[Problem to work on] Every entry is to be set down a second time, precisely as written.

Stored items
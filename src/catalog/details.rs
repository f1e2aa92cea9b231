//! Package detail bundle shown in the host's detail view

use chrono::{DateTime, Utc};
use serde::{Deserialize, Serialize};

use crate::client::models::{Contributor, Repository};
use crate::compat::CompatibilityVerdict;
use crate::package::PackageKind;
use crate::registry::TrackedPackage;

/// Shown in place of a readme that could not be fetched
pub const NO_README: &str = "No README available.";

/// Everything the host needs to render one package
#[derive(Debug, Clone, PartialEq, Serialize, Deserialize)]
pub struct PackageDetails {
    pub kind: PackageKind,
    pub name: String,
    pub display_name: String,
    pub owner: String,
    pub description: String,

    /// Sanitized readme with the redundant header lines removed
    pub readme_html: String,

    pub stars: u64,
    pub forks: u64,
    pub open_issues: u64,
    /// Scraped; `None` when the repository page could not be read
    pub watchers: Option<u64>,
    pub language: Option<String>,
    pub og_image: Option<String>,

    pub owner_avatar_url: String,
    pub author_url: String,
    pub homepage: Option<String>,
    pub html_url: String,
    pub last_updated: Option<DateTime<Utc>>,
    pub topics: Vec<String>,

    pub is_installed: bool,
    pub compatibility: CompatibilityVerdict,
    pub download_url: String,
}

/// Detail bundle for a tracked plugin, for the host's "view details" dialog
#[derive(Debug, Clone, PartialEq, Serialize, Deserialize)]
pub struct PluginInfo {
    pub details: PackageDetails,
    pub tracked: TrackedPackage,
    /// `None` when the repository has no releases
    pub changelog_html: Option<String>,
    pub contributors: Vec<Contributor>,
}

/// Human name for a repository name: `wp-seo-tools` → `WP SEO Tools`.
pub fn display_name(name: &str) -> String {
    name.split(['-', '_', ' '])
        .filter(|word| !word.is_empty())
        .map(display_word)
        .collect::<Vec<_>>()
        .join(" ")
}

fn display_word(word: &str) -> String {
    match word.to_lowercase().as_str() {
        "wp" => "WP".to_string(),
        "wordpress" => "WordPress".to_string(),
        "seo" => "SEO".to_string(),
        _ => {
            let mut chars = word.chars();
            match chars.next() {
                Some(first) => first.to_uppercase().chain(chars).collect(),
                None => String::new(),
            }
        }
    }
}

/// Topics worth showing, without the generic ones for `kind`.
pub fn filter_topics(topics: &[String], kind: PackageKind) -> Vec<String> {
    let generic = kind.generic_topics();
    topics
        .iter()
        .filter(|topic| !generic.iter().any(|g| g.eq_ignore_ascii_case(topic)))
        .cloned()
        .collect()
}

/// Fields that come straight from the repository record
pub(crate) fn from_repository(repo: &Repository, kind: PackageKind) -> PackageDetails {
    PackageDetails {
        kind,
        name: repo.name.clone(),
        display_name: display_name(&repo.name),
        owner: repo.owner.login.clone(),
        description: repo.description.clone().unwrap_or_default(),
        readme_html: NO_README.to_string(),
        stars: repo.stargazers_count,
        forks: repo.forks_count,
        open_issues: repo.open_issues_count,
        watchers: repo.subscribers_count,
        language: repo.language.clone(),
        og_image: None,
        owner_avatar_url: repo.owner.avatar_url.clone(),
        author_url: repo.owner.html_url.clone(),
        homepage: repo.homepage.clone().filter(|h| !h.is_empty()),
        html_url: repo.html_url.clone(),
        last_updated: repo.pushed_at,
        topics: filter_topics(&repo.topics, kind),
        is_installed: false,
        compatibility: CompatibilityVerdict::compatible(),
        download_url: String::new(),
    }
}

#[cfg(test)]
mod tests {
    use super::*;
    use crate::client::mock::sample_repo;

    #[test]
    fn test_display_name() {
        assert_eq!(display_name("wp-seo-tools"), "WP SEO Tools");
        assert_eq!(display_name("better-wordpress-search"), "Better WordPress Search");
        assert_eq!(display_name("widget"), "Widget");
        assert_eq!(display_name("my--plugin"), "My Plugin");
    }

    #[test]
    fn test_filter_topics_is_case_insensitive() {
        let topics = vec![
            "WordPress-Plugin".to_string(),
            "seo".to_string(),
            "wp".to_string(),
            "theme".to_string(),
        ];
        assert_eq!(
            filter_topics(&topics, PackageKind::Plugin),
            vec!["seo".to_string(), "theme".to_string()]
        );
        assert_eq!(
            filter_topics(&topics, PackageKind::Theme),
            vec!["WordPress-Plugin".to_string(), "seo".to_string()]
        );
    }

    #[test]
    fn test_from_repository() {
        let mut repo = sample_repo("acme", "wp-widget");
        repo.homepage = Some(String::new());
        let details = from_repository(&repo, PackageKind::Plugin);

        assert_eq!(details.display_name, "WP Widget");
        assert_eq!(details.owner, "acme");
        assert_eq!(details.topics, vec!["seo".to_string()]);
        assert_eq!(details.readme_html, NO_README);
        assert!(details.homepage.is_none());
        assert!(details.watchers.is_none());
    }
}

[Solution below]
filename src/catalog/details.rs
repository f1e2aa92cea9b231
//! Package detail bundle shown in the host's detail view

use chrono::{DateTime, Utc};
use serde::{Deserialize, Serialize};

use crate::client::models::{Contributor, Repository};
use crate::compat::CompatibilityVerdict;
use crate::package::PackageKind;
use crate::registry::TrackedPackage;

/// Shown in place of a readme that could not be fetched
pub const NO_README: &str = "No README available.";

/// Everything the host needs to render one package
#[derive(Debug, Clone, PartialEq, Serialize, Deserialize)]
pub struct PackageDetails {
    pub kind: PackageKind,
    pub name: String,
    pub display_name: String,
    pub owner: String,
    pub description: String,

    /// Sanitized readme with the redundant header lines removed
    pub readme_html: String,

    pub stars: u64,
    pub forks: u64,
    pub open_issues: u64,
    /// Scraped; `None` when the repository page could not be read
    pub watchers: Option<u64>,
    pub language: Option<String>,
    pub og_image: Option<String>,

    pub owner_avatar_url: String,
    pub author_url: String,
    pub homepage: Option<String>,
    pub html_url: String,
    pub last_updated: Option<DateTime<Utc>>,
    pub topics: Vec<String>,

    pub is_installed: bool,
    pub compatibility: CompatibilityVerdict,
    pub download_url: String,
}

/// Detail bundle for a tracked plugin, for the host's "view details" dialog
#[derive(Debug, Clone, PartialEq, Serialize, Deserialize)]
pub struct PluginInfo {
    pub details: PackageDetails,
    pub tracked: TrackedPackage,
    /// `None` when the repository has no releases
    pub changelog_html: Option<String>,
    pub contributors: Vec<Contributor>,
}

/// Human name for a repository name: `wp-seo-tools` → `WP SEO Tools`.
pub fn display_name(name: &str) -> String {
    name.split(['-', '_', ' '])
        .filter(|word| !word.is_empty())
        .map(display_word)
        .collect::<Vec<_>>()
        .join(" ")
}

fn display_word(word: &str) -> String {
    match word.to_lowercase().as_str() {
        "wp" => "WP".to_string(),
        "wordpress" => "WordPress".to_string(),
        "seo" => "SEO".to_string(),
        _ => {
            let mut chars = word.chars();
            match chars.next() {
                Some(first) => first.to_uppercase().chain(chars).collect(),
                None => String::new(),
            }
        }
    }
}

/// Topics worth showing, without the generic ones for `kind`.
pub fn filter_topics(topics: &[String], kind: PackageKind) -> Vec<String> {
    let generic = kind.generic_topics();
    topics
        .iter()
        .filter(|topic| !generic.iter().any(|g| g.eq_ignore_ascii_case(topic)))
        .cloned()
        .collect()
}

/// Fields that come straight from the repository record
pub(crate) fn from_repository(repo: &Repository, kind: PackageKind) -> PackageDetails {
    PackageDetails {
        kind,
        name: repo.name.clone(),
        display_name: display_name(&repo.name),
        owner: repo.owner.login.clone(),
        description: repo.description.clone().unwrap_or_default(),
        readme_html: NO_README.to_string(),
        stars: repo.stargazers_count,
        forks: repo.forks_count,
        open_issues: repo.open_issues_count,
        watchers: repo.subscribers_count,
        language: repo.language.clone(),
        og_image: None,
        owner_avatar_url: repo.owner.avatar_url.clone(),
        author_url: repo.owner.html_url.clone(),
        homepage: repo.homepage.clone().filter(|h| !h.is_empty()),
        html_url: repo.html_url.clone(),
        last_updated: repo.pushed_at,
        topics: filter_topics(&repo.topics, kind),
        is_installed: false,
        compatibility: CompatibilityVerdict::compatible(),
        download_url: String::new(),
    }
}

#[cfg(test)]
mod tests {
    use super::*;
    use crate::client::mock::sample_repo;

    #[test]
    fn test_display_name() {
        assert_eq!(display_name("wp-seo-tools"), "WP SEO Tools");
        assert_eq!(display_name("better-wordpress-search"), "Better WordPress Search");
        assert_eq!(display_name("widget"), "Widget");
        assert_eq!(display_name("my--plugin"), "My Plugin");
    }

    #[test]
    fn test_filter_topics_is_case_insensitive() {
        let topics = vec![
            "WordPress-Plugin".to_string(),
            "seo".to_string(),
            "wp".to_string(),
            "theme".to_string(),
        ];
        assert_eq!(
            filter_topics(&topics, PackageKind::Plugin),
            vec!["seo".to_string(), "theme".to_string()]
        );
        assert_eq!(
            filter_topics(&topics, PackageKind::Theme),
            vec!["WordPress-Plugin".to_string(), "seo".to_string()]
        );
    }

    #[test]
    fn test_from_repository() {
        let mut repo = sample_repo("acme", "wp-widget");
        repo.homepage = Some(String::new());
        let details = from_repository(&repo, PackageKind::Plugin);

        assert_eq!(details.display_name, "WP Widget");
        assert_eq!(details.owner, "acme");
        assert_eq!(details.topics, vec!["seo".to_string()]);
        assert_eq!(details.readme_html, NO_README);
        assert!(details.homepage.is_none());
        assert!(details.watchers.is_none());
    }
}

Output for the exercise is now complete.